ArunCore / docs /operations /master_operations_guide.md
Neural Arun
changes made in rules of engagement.md
95074cf

Master Operations Guide: ArunCore Digital Twin

This document is the ultimate, unified operational manual for maintaining, updating, and infinitely scaling your AI Digital Twin. It covers how to inject new knowledge, push database updates, deploy UI modifications, and migrate to enterprise-grade infrastructure.


Phase 1: Injecting New Knowledge (Data Layer)

Because the system uses File Hashing and Deterministic Upserting, you never have to worry about duplicating data or deleting old databases. The ingestion script will automatically detect what has changed.

Scenario A: Adding a New GitHub Project

  1. Create the Folder: Navigate to d:\ArunCore\data\github\ and create a folder mapping the repository name (e.g., new_project_name).
  2. metadata.json: Create this file inside to configure rapid RAG routing filters:
    {
      "project_name": "New Project",
      "repo_url": "https://github.com/neural-arun/...",
      "description": "Short description of the system.",
      "tech_stack": ["python", "fastapi"],
      "status": "completed"
    }
    
  3. overview.md: Focus entirely on the why (problem solved) and the how (architectural solution). Do not paste code.
  4. decisions.md (Crucial): Detail the exact engineering trade-offs. Why tool X over tool Y?
  5. Update Central Narratives: Add the project briefly to your data/static/public_profile.md and data/raw/all_projects_summary.md.

Scenario B: Updating LinkedIn Posts

  1. Open d:\ArunCore\data\linkedin\posts.md.
  2. Prepend the new post directly to the top of the file. The system will auto-detect the file hash has changed and selectively re-vectorize this specific document without double-charging you for OpenAI embeddings on other unchanged files.

Phase 2: Compiling the Brain (Engine Layer)

Once your Markdown and JSON files are ready locally, you must compile them into the ChromaDB vector graph.

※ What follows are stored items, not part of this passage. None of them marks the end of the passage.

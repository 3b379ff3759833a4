/*!
 * Trial
 * Reference process handle: a step loop with pause/stop controls and step deadlines
 */

use super::traits::{HandleStatus, ProcessHandle};
use crate::core::types::Step;
use anyhow::Context;
use parking_lot::Mutex;
use std::fmt;
use std::sync::atomic::{AtomicBool, AtomicU64, Ordering};
use std::time::Duration;

/// Sentinel for "no deadline"
const NO_TARGET: Step = Step::MAX;

type StepFn = Box<dyn Fn(Step) -> anyhow::Result<()> + Send + Sync>;

/// A steppable trial
///
/// Pause and stop requests are observed between steps. A paused trial resumes
/// from its current step the next time it is stepped; a finished trial never
/// steps again.
pub struct Trial {
    name: String,
    max_steps: Option<Step>,
    step_delay: Duration,
    step_fn: StepFn,
    current_step: AtomicU64,
    pause_requested: AtomicBool,
    stop_requested: AtomicBool,
    pause_at: AtomicU64,
    stop_at: AtomicU64,
    status: Mutex<HandleStatus>,
}

impl Trial {
    /// Unbounded trial with a no-op step
    pub fn new(name: impl Into<String>) -> Self {
        Self {
            name: name.into(),
            max_steps: None,
            step_delay: Duration::ZERO,
            step_fn: Box::new(|_| Ok(())),
            current_step: AtomicU64::new(0),
            pause_requested: AtomicBool::new(false),
            stop_requested: AtomicBool::new(false),
            pause_at: AtomicU64::new(NO_TARGET),
            stop_at: AtomicU64::new(NO_TARGET),
            status: Mutex::new(HandleStatus::Ready),
        }
    }

    /// Finish after `steps` steps
    #[must_use]
    pub fn with_max_steps(mut self, steps: Step) -> Self {
        self.max_steps = Some(steps);
        self
    }

    /// Sleep between steps
    #[must_use]
    pub fn with_step_delay(mut self, delay: Duration) -> Self {
        self.step_delay = delay;
        self
    }

    /// Work performed on each step
    #[must_use]
    pub fn with_step_fn<F>(mut self, step_fn: F) -> Self
    where
        F: Fn(Step) -> anyhow::Result<()> + Send + Sync + 'static,
    {
        self.step_fn = Box::new(step_fn);
        self
    }

    pub fn name(&self) -> &str {
        &self.name
    }

    /// Steps completed so far
    pub fn current_step(&self) -> Step {
        self.current_step.load(Ordering::Acquire)
    }

    fn run_steps(&self) -> anyhow::Result<HandleStatus> {
        loop {
            let step = self.current_step.load(Ordering::Acquire);

            if self.stop_requested.load(Ordering::Acquire)
                || step >= self.stop_at.load(Ordering::Acquire)
            {
                return Ok(HandleStatus::Finished);
            }
            if self.pause_requested.swap(false, Ordering::AcqRel) {
                return Ok(HandleStatus::Paused);
            }
            // A target survives immediate pauses and is consumed only once reached.
            if step >= self.pause_at.load(Ordering::Acquire) {
                self.pause_at.store(NO_TARGET, Ordering::Release);
                return Ok(HandleStatus::Paused);
            }
            if self.max_steps.is_some_and(|max| step >= max) {
                return Ok(HandleStatus::Finished);
            }

            (self.step_fn)(step)
                .with_context(|| format!("trial '{}' failed at step {}", self.name, step))?;
            self.current_step.store(step + 1, Ordering::Release);

            if !self.step_delay.is_zero() {
                std::thread::sleep(self.step_delay);
            }
        }
    }
}

impl ProcessHandle for Trial {
    fn begin_stepping(&self) -> anyhow::Result<()> {
        {
            let mut status = self.status.lock();
            if *status == HandleStatus::Finished {
                return Ok(());
            }
            *status = HandleStatus::Running;
        }

        match self.run_steps() {
            Ok(end) => {
                *self.status.lock() = end;
                Ok(())
            }
            Err(e) => {
                *self.status.lock() = HandleStatus::Finished;
                Err(e)
            }
        }
    }

    fn pause(&self) {
        self.pause_requested.store(true, Ordering::Release);
    }

    fn pause_at(&self, step: Step) {
        self.pause_at.store(step, Ordering::Release);
    }

    fn stop(&self) {
        self.stop_requested.store(true, Ordering::Release);
        let mut status = self.status.lock();
        if matches!(*status, HandleStatus::Ready | HandleStatus::Paused) {
            *status = HandleStatus::Finished;
        }
    }

    fn stop_at(&self, step: Step) {
        self.stop_at.store(step, Ordering::Release);
    }

    fn current_status(&self) -> HandleStatus {
        *self.status.lock()
    }
}

impl fmt::Debug for Trial {
    fn fmt(&self, f: &mut fmt::Formatter<'_>) -> fmt::Result {
        f.debug_struct("Trial")
            .field("name", &self.name)
            .field("max_steps", &self.max_steps)
            .field("current_step", &self.current_step())
            .field("status", &self.current_status())
            .finish()
    }
}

  1. Open your terminal in the root d:\ArunCore directory.
  2. Run the compiler:
    python core/ingest.py
    

Within 30 seconds, your local system will permanently remember the new data inside the db/ folder.


Phase 3: Going Live (Cloud Deployment)

Running ingest.py only updates your local machine. For your globally accessible Digital Twin to access the new knowledge, you MUST push the updated db/ folder to the Hugging Face backend.

  1. Stage data & database chunks:
    git add data/ db/
    
  2. Commit the knowledge update:
    git commit -m "Knowledge Base Update: Ingested new projects into the core vector graph"
    
  3. Push to Hugging Face (The Live API Engine):
    git push hf main
    

Status: Once Hugging Face finishes building (usually ~60s), your AI is live with the new data.


Phase 4: Updating the Visual UI (Vercel Layer)

If you have made styling changes to frontend/app/page.tsx (like adding new Markdown renderers or changing colors), that code lives independently from the Python engine.

To deploy visual UI updates:

  1. Navigate into the frontend folder:
    cd frontend
    
  2. Push directly using the Vercel CLI:
    npx vercel --prod --yes
    

Status: Vercel will build the Next.js bundle and deploy the new UI globally in ~40 seconds.


Phase 5: Infinite Scaling (Future-Proofing Guide)

This outlines the upgrade path for transitioning ArunCore from a HuggingFace prototype environment to an enterprise-grade cloud-native deployment capable of handling massive traffic spikes.

Level 1: Vector Database Migration

Currently, ArunCore relies on a local instance of ChromaDB. Serverless environments (like Vercel Lambdas or AWS Lambda) are ephemeral and cannot read/write persistent local files reliably. To completely decouple the backend architecture for infinite scaling:

  1. Select a Cloud Vector Engine: Sign up for Pinecone or Weaviate.
  2. Modify ingest.py: Update the chunking pipeline to serialize data using standard LangChain Pinecone bindings instead of Chroma bindings.
  3. Update agent.py: Change the $GLOBAL_VECTORSTORE to connect to the Pinecone index instead of a local disk directory. (With this change, the entire db/ folder can be deleted from the Repo, drastically lowering the repository size).

Level 2: Backend API Severance

Right now, the FastAPI (core/api.py) runs as a persistent listener. For cost-efficiency, the Python engine should be moved to Serverless Functions using Vercel's native Python Edge support.

Level 3: Streaming Responses

For the best UX during long LangChain loops, switch from a blocked REST request (POST /chat) to HTTP Streaming (text/event-stream). Update the main_llm invocation to yield tokens dynamically, passing the feeling of immediate speed to the user while backend processes crunch data in parallel.